With the United Progressive Alliance slamming its doors on divestment, corporates which were strategically eyeing public sector units have started looking at alternative options for growth.
Taking the cue, Essar Shipping has started scouting for second-hand vessels now that the government has ruled out any divestment in Shipping Corporation of India.
"With divestment not happening, the investment kept aside for Shipping Corporation of India will be used in acquiring vessels," an Essar Group official told Business Standard.
The KK Birla-promoted Zuari-Chambal group will now focus on its proposed 1 million tonne urea project in West Asia now that National Fertilisers Ltd is no longer on the block.
The group has looked at three countries in the region, including Egypt, to locate the $450 million project, Zuari-Chambal officials said. Earlier, with the NFL acquisition, the group intended to leapfrog into the league of the biggest fertiliser producers in the world.
Jindal Stainless Ltd, which had come close to acquiring the Salem stainless steel plant of the Steel Authority of India Ltd, has now decided to look for a similar plant abroad. The company was looking at Salem's cold rolling plant as a forward integration.

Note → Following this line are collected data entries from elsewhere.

// CohortQuery - core/model.rs
//
// Core data model types. Pure data definitions with no I/O and no
// platform dependencies.
//
// These types are the shared vocabulary across all layers.

use crate::util::constants;
use serde::Serialize;

// =============================================================================
// Cohort tag
// =============================================================================

/// The fifth field of a record: either a staff sentinel or a cohort label.
#[derive(Debug, Clone, PartialEq, Eq, Hash)]
pub enum CohortTag {
    /// Literal `I`.
    Instructor,
    /// Literal `G`.
    Ghost,
    /// Any other value, e.g. "Fall 2015".
    Cohort(String),
}

impl CohortTag {
    /// Classify a raw field value. Matching is exact and case-sensitive.
    pub fn from_raw(raw: &str) -> Self {
        match raw {
            constants::INSTRUCTOR_TAG => Self::Instructor,
            constants::GHOST_TAG => Self::Ghost,
            other => Self::Cohort(other.to_string()),
        }
    }

    /// The field value exactly as it appeared in the file.
    pub fn as_raw(&self) -> &str {
        match self {
            Self::Instructor => constants::INSTRUCTOR_TAG,
            Self::Ghost => constants::GHOST_TAG,
            Self::Cohort(name) => name,
        }
    }

    /// True for cohort labels, false for instructors and ghosts.
    pub fn is_student(&self) -> bool {
        matches!(self, Self::Cohort(_))
    }
}

impl std::fmt::Display for CohortTag {
    fn fmt(&self, f: &mut std::fmt::Formatter<'_>) -> std::fmt::Result {
        f.write_str(self.as_raw())
    }
}

// =============================================================================
// Record
// =============================================================================

/// One parsed line of a roster file.
#[derive(Debug, Clone, PartialEq, Eq)]
pub struct Record {
    pub first_name: String,
    pub last_name: String,

    /// Empty for ghosts and instructors.
    pub house: String,

    /// May be empty.
    pub adviser: String,

    pub cohort_tag: CohortTag,
}

impl Record {
    /// "First Last".
    pub fn full_name(&self) -> String {
        format!("{} {}", self.first_name, self.last_name)
    }

    /// Exact, case-sensitive match on both name parts.
    pub fn has_name(&self, first: &str, last: &str) -> bool {
        self.first_name == first && self.last_name == last
    }

    /// The roster slot this record falls into, if any.
    ///
    /// Instructor and ghost tags win over the house field; a student whose
    /// house is not one of the five known houses has no slot.
    pub fn roster_group(&self) -> Option<RosterGroup> {
        match self.cohort_tag {
            CohortTag::Instructor => Some(RosterGroup::Instructors),
            CohortTag::Ghost => Some(RosterGroup::Ghosts),
            CohortTag::Cohort(_) => RosterGroup::for_house(&self.house),
        }
    }
}

// =============================================================================
// Flattened row (all_data output)
// =============================================================================

/// A record flattened to `(full_name, house, adviser, cohort)` strings.
#[derive(Debug, Clone, PartialEq, Eq, Serialize)]
pub struct DataRow {
    pub full_name: String,
    pub house: String,
    pub adviser: String,
    /// Raw cohort tag, so instructors and ghosts show as `I` / `G`.
    pub cohort: String,
}

impl From<&Record> for DataRow {
    fn from(record: &Record) -> Self {
        Self {
            full_name: record.full_name(),
            house: record.house.clone(),
            adviser: record.adviser.clone(),
            cohort: record.cohort_tag.as_raw().to_string(),
        }
    }
}

// =============================================================================
// Roster groups
// =============================================================================

/// The seven fixed rosters produced by `all_names_by_house`, in output order.
#[derive(Debug, Clone, Copy, PartialEq, Eq, Hash, PartialOrd, Ord)]
pub enum RosterGroup {
    DumbledoresArmy,
    Gryffindor,
    Hufflepuff,
    Ravenclaw,
    Slytherin,
    Ghosts,
    Instructors,
}

impl RosterGroup {
    /// Number of roster groups.
    pub const COUNT: usize = 7;

    /// Returns all variants in output order.
    pub fn all() -> &'static [RosterGroup; Self::COUNT] {
        &[
            RosterGroup::DumbledoresArmy,
            RosterGroup::Gryffindor,
            RosterGroup::Hufflepuff,
            RosterGroup::Ravenclaw,
            RosterGroup::Slytherin,
            RosterGroup::Ghosts,
            RosterGroup::Instructors,
        ]
    }

    /// Position in the `all()` ordering.
    pub fn index(self) -> usize {
        self as usize
    }

    /// Map an exact house name to its group.
    pub fn for_house(house: &str) -> Option<Self> {
        match house {
            constants::HOUSE_DUMBLEDORES_ARMY => Some(Self::DumbledoresArmy),
            constants::HOUSE_GRYFFINDOR => Some(Self::Gryffindor),
            constants::HOUSE_HUFFLEPUFF => Some(Self::Hufflepuff),
            constants::HOUSE_RAVENCLAW => Some(Self::Ravenclaw),
            constants::HOUSE_SLYTHERIN => Some(Self::Slytherin),
            _ => None,
        }
    }

    /// Human-readable label for display.
    pub fn label(&self) -> &'static str {
        match self {
            RosterGroup::DumbledoresArmy => constants::HOUSE_DUMBLEDORES_ARMY,
            RosterGroup::Gryffindor => constants::HOUSE_GRYFFINDOR,
            RosterGroup::Hufflepuff => constants::HOUSE_HUFFLEPUFF,
            RosterGroup::Ravenclaw => constants::HOUSE_RAVENCLAW,
            RosterGroup::Slytherin => constants::HOUSE_SLYTHERIN,
            RosterGroup::Ghosts => "Ghosts",
            RosterGroup::Instructors => "Instructors",
        }
    }
}

impl std::fmt::Display for RosterGroup {
    fn fmt(&self, f: &mut std::fmt::Formatter<'_>) -> std::fmt::Result {
        f.write_str(self.label())
    }
}

/// Exactly seven name lists, one per `RosterGroup`, in `RosterGroup::all()` order.
#[derive(Debug, Clone, Default, PartialEq, Eq)]
pub struct HouseRosters {
    lists: [Vec<String>; RosterGroup::COUNT],
}

impl HouseRosters {
    pub(crate) fn push(&mut self, group: RosterGroup, name: String) {
        self.lists[group.index()].push(name);
    }

    pub(crate) fn sort_all(&mut self) {
        for list in &mut self.lists {
            list.sort();
        }
    }

    /// Names in one group.
    pub fn get(&self, group: RosterGroup) -> &[String] {
        &self.lists[group.index()]
    }

    /// Always `RosterGroup::COUNT`.
    #[allow(clippy::len_without_is_empty)]
    pub fn len(&self) -> usize {
        self.lists.len()
    }

    /// Iterate `(group, names)` pairs in output order.
    pub fn iter(&self) -> impl Iterator<Item = (RosterGroup, &[String])> {
        RosterGroup::all()
            .iter()
            .map(move |group| (*group, self.get(*group)))
    }

    /// The seven lists as plain vectors.
    pub fn into_lists(self) -> Vec<Vec<String>> {
        self.lists.into_iter().collect()
    }
}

"The acquisition of Salem was strategic for us. With divestment not happening, we are looking for a cold rolling plant overseas," Jindal Stainless director (finance) Arvind Parakh said. According to him, the proposed acquisition could take place in South East Asia or Europe.
The company has also decided to undertake a brownfield expansion of its cold rolling capacity at Hissar in Haryana as hopes of bagging Salem recede into the background. It will spend Rs 150 crore (Rs 1.50 billion) to up its cold rolling capacity from 90,000 tonnes per annum to 1,40,000 tpa.
AV Birla group chairman Kumar Mangalam Birla had said on Saturday that the group, which was earlier eyeing the state-owned Nalco and NFL, will change its strategy and go for organic growth if the new central government decides not to privatise them.
The UPA government has stated that none of the profitable PSUs will be sold and the government will resort to privatisation only in the case of financially weak units. Subsequent reports have suggested that no divestment might take place at all during the current financial year.
The previous government had drawn up an ambitious divestment roadmap which included big companies like BPCL, HPCL, Nalco, NFL, SCI, STC and others.
Arun Shourie, the union divestment minister in the Vajpayee government, had said the government could raise up to Rs 1,00,000 crore (Rs 1,000 billion) per annum from divesting its stake in PSUs. Towards the end of 2003-04, the government had successfully offloaded a part of its stake in ONGC and GAIL India Ltd for some Rs 13,000 crore (Rs 130 billion).